I have read 104 books written by female authors and 60 by men – the sharp-eyed among you will have notice that adds up to 164, but there were two books in this year’s list with joint authorship – Windhaven by George R.R. Martin and Lisa Tuttle and Athena’s Champion by David Hair and Cath Mayo.
In a related challenge I set myself the task of reading at least two books by female authors previously unknown to me in the Discovery Challenge, as set out by Jo Hall. I managed to read 43 books in this category, which is 27% of my 2018 reading list, while 32 books were by male authors I hadn’t previously read, which means that 47% of the book I read last year were by authors new to me. I’m really happy with that – it means I am continuing to expand my reading experience, rather than only sticking with authors I know and like, which was the case before I started this challenge.

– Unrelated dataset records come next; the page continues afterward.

//! In-memory store

use super::{AuditStore, DataStore, EntityWrite, StoreError, WriteBatch};
use crate::entity::{Entity, EntityKey};
use crate::model::ChangeSet;
use crate::query::ChangeQuery;
use async_trait::async_trait;
use dbaudit_jobs::CancellationToken;
use std::collections::{BTreeMap, HashMap};
use std::sync::{Arc, RwLock};

#[derive(Debug, Default)]
struct Tables {
    entities: HashMap<EntityKey, Box<dyn Entity>>,
    change_sets: BTreeMap<i64, ChangeSet>,
    next_change_set_id: i64,
}

impl Tables {
    /// Reject the batch if any write would fail, before anything is applied
    fn check(&self, writes: &[EntityWrite]) -> Result<(), StoreError> {
        let mut inserted = Vec::new();
        for write in writes {
            let key = write.key();
            let exists = self.entities.contains_key(&key) || inserted.contains(&key);
            match write {
                EntityWrite::Insert(_) if exists => {
                    return Err(StoreError::UpdateConflict(format!(
                        "{} already exists",
                        key
                    )));
                }
                EntityWrite::Insert(_) => inserted.push(key),
                EntityWrite::Update(_) | EntityWrite::Delete(_) if !exists => {
                    return Err(StoreError::ConcurrencyViolation {
                        entity_type: key.entity_type.to_string(),
                        id: key.id,
                    });
                }
                _ => {}
            }
        }
        Ok(())
    }

    fn insert_change_set(&mut self, mut change_set: ChangeSet) -> i64 {
        self.next_change_set_id += 1;
        let id = self.next_change_set_id;
        change_set.assign_ids(id);
        self.change_sets.insert(id, change_set);
        id
    }
}

/// Entity and audit tables kept in memory behind one lock.
///
/// Clones share the same tables.
#[derive(Debug, Clone, Default)]
pub struct MemoryStore {
    tables: Arc<RwLock<Tables>>,
}

impl MemoryStore {
    pub fn new() -> Self {
        Self::default()
    }

    /// Put an entity in the table directly, bypassing change tracking
    pub fn seed(&self, entity: Box<dyn Entity>) -> Result<(), StoreError> {
        let mut tables = self.tables.write().map_err(poisoned)?;
        tables.entities.insert(entity.key(), entity);
        Ok(())
    }

    /// Number of stored entities
    pub fn entity_count(&self) -> Result<usize, StoreError> {
        Ok(self.tables.read().map_err(poisoned)?.entities.len())
    }

    /// Every stored ChangeSet, oldest first
    pub fn change_sets(&self) -> Result<Vec<ChangeSet>, StoreError> {
        let tables = self.tables.read().map_err(poisoned)?;
        Ok(tables.change_sets.values().cloned().collect())
    }
}

fn poisoned<T>(_: T) -> StoreError {
    StoreError::Unavailable("Lock poisoned".to_string())
}

#[async_trait]
impl DataStore for MemoryStore {
    async fn save(&self, batch: WriteBatch, cancel: &CancellationToken) -> Result<usize, StoreError> {
        let rows = batch.row_count();
        let mut tables = self.tables.write().map_err(poisoned)?;

        tables.check(&batch.writes)?;
        if cancel.is_cancelled() {
            return Err(StoreError::Cancelled);
        }

        for write in batch.writes {
            match write {
                EntityWrite::Insert(entity) | EntityWrite::Update(entity) => {
                    tables.entities.insert(entity.key(), entity);
                }
                EntityWrite::Delete(key) => {
                    tables.entities.remove(&key);
                }
            }
        }
        for change_set in batch.change_sets {
            tables.insert_change_set(change_set);
        }

        tracing::trace!(rows, "memory store saved batch");
        Ok(rows)
    }

    async fn fetch(&self, key: &EntityKey) -> Result<Option<Box<dyn Entity>>, StoreError> {
        let tables = self.tables.read().map_err(poisoned)?;
        Ok(tables.entities.get(key).cloned())
    }
}

#[async_trait]
impl AuditStore for MemoryStore {
    async fn insert_change_set(
        &self,
        change_set: ChangeSet,
        cancel: &CancellationToken,
    ) -> Result<i64, StoreError> {
        let mut tables = self.tables.write().map_err(poisoned)?;
        if cancel.is_cancelled() {
            return Err(StoreError::Cancelled);
        }
        Ok(tables.insert_change_set(change_set))
    }

    async fn query(&self, query: &ChangeQuery) -> Result<Vec<ChangeSet>, StoreError> {
        let tables = self.tables.read().map_err(poisoned)?;
        Ok(query.apply(tables.change_sets.values()))
    }

    async fn change_set(&self, id: i64) -> Result<Option<ChangeSet>, StoreError> {
        let tables = self.tables.read().map_err(poisoned)?;
        Ok(tables.change_sets.get(&id).cloned())
    }

    async fn count(&self) -> Result<usize, StoreError> {
        Ok(self.tables.read().map_err(poisoned)?.change_sets.len())
    }
}

#[cfg(test)]
mod tests {
    use super::*;
    use crate::model::Change;
    use crate::test_support::Note;
    use uuid::Uuid;

    fn note(title: &str) -> Box<dyn Entity> {
        Box::new(Note {
            id: Uuid::new_v4(),
            ..Note::new(title)
        })
    }

    fn change_set(changes: usize) -> ChangeSet {
        let mut set = ChangeSet::new(Some("alice".to_string()));
        for i in 0..changes {
            set.changes.push(Change {
                id: Uuid::nil(),
                change_set_id: 0,
                entity_id: Uuid::new_v4(),
                entity_type: "note".to_string(),
                name: format!("P{}", i),
                property_type: "string".to_string(),
                previous_value: None,
                new_value: Some("\"x\"".to_string()),
            });
        }
        set
    }

    #[tokio::test]
    async fn test_save_counts_entity_and_audit_rows() {
        let store = MemoryStore::new();
        let batch = WriteBatch {
            writes: vec![EntityWrite::Insert(note("a")), EntityWrite::Insert(note("b"))],
            change_sets: vec![change_set(2)],
        };

        let rows = store.save(batch, &CancellationToken::new()).await.unwrap();
        assert_eq!(rows, 5);
        assert_eq!(store.entity_count().unwrap(), 2);

        let sets = store.change_sets().unwrap();
        assert_eq!(sets.len(), 1);
        assert_eq!(sets[0].id, 1);
        assert!(sets[0].changes.iter().all(|c| c.change_set_id == 1));
    }

    #[tokio::test]
    async fn test_conflict_writes_nothing() {
        let store = MemoryStore::new();
        let existing = note("a");
        store.seed(existing.clone()).unwrap();

        let batch = WriteBatch {
            writes: vec![EntityWrite::Insert(note("b")), EntityWrite::Insert(existing)],
            change_sets: vec![change_set(1)],
        };
        let err = store.save(batch, &CancellationToken::new()).await.unwrap_err();

        assert!(matches!(err, StoreError::UpdateConflict(_)));
        assert_eq!(store.entity_count().unwrap(), 1);
        assert_eq!(AuditStore::count(&store).await.unwrap(), 0);
    }

    #[tokio::test]
    async fn test_update_missing_row_is_concurrency_violation() {
        let store = MemoryStore::new();
        let batch = WriteBatch {
            writes: vec![EntityWrite::Update(note("a"))],
            change_sets: vec![],
        };
        let err = store.save(batch, &CancellationToken::new()).await.unwrap_err();
        assert!(matches!(err, StoreError::ConcurrencyViolation { .. }));
    }

    #[tokio::test]
    async fn test_cancelled_save_writes_nothing() {
        let store = MemoryStore::new();
        let cancel = CancellationToken::new();
        cancel.cancel();

        let batch = WriteBatch {
            writes: vec![EntityWrite::Insert(note("a"))],
            change_sets: vec![],
        };
        let err = store.save(batch, &cancel).await.unwrap_err();
        assert!(matches!(err, StoreError::Cancelled));
        assert_eq!(store.entity_count().unwrap(), 0);
    }

    #[tokio::test]
    async fn test_fetch_returns_copy() {
        let store = MemoryStore::new();
        let entity = note("a");
        let key = entity.key();
        store.seed(entity).unwrap();

        let fetched = store.fetch(&key).await.unwrap().unwrap();
        assert_eq!(fetched.downcast_ref::<Note>().unwrap().title.as_deref(), Some("a"));
    }

    #[tokio::test]
    async fn test_insert_change_set_assigns_increasing_ids() {
        let store = MemoryStore::new();
        let token = CancellationToken::new();
        let first = store.insert_change_set(change_set(1), &token).await.unwrap();
        let second = store.insert_change_set(change_set(1), &token).await.unwrap();
        assert_eq!((first, second), (1, 2));

        let stored = store.change_set(2).await.unwrap().unwrap();
        assert!(!stored.changes[0].id.is_nil());
    }
}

I have continued requesting review copies from Netgalley and have also occasionally taken review copies from writing colleagues, so that during 2018 I read and reviewed 64 new releases. I also was determined to read more books on my ever-teetering TBR pile – in the event I managed 55 books, which I’m really pleased about. The huge shock is that this year we only read 6 library books – this simply won’t do. I am a real fan of our local library and I am determined that during the coming year, we will be using the library a whole lot more, otherwise we risk losing it.
In 2018 I read 72 science fiction books, 57 fantasy books, 19 crime adventures, 6 contemporary fiction, 4 historical books, 4 non-fiction books. Science fiction includes sub-genres such as space opera, colony adventures, apocalyptic and post-apocalyptic, time travel, alternate history, military, futuristic crime, literary and steampunk. Fantasy includes sub-genres such as epic, urban, swords and sorcery, musket and magic, sand and sorcery, underworld, historical, grimdark and coming of age. While I’m aware I probably should widen my reading, I’m not going to. I read for pleasure and escape, these days. I reckon I’ve earnt the right.
So much for my determination to read more children’s books… I’m going to give up on this one. It clearly isn’t going to happen, given this has been an ongoing target ever since I started monitoring my reading statistics and each year it’s been a failure. But this year that failure has reached a new low – last year I read 19 children’s books in comparison to the measly 6 of this year. Whereas YA is holding fairly constant at 34 this year, compared with 30 last year.
This is a new category I have added. I have read 52 books by small presses and self-published authors, which is 32% of my 2018 reading list. This is an outcome I would like to improve on next year.
How did you get on this year with your reading targets and challenges?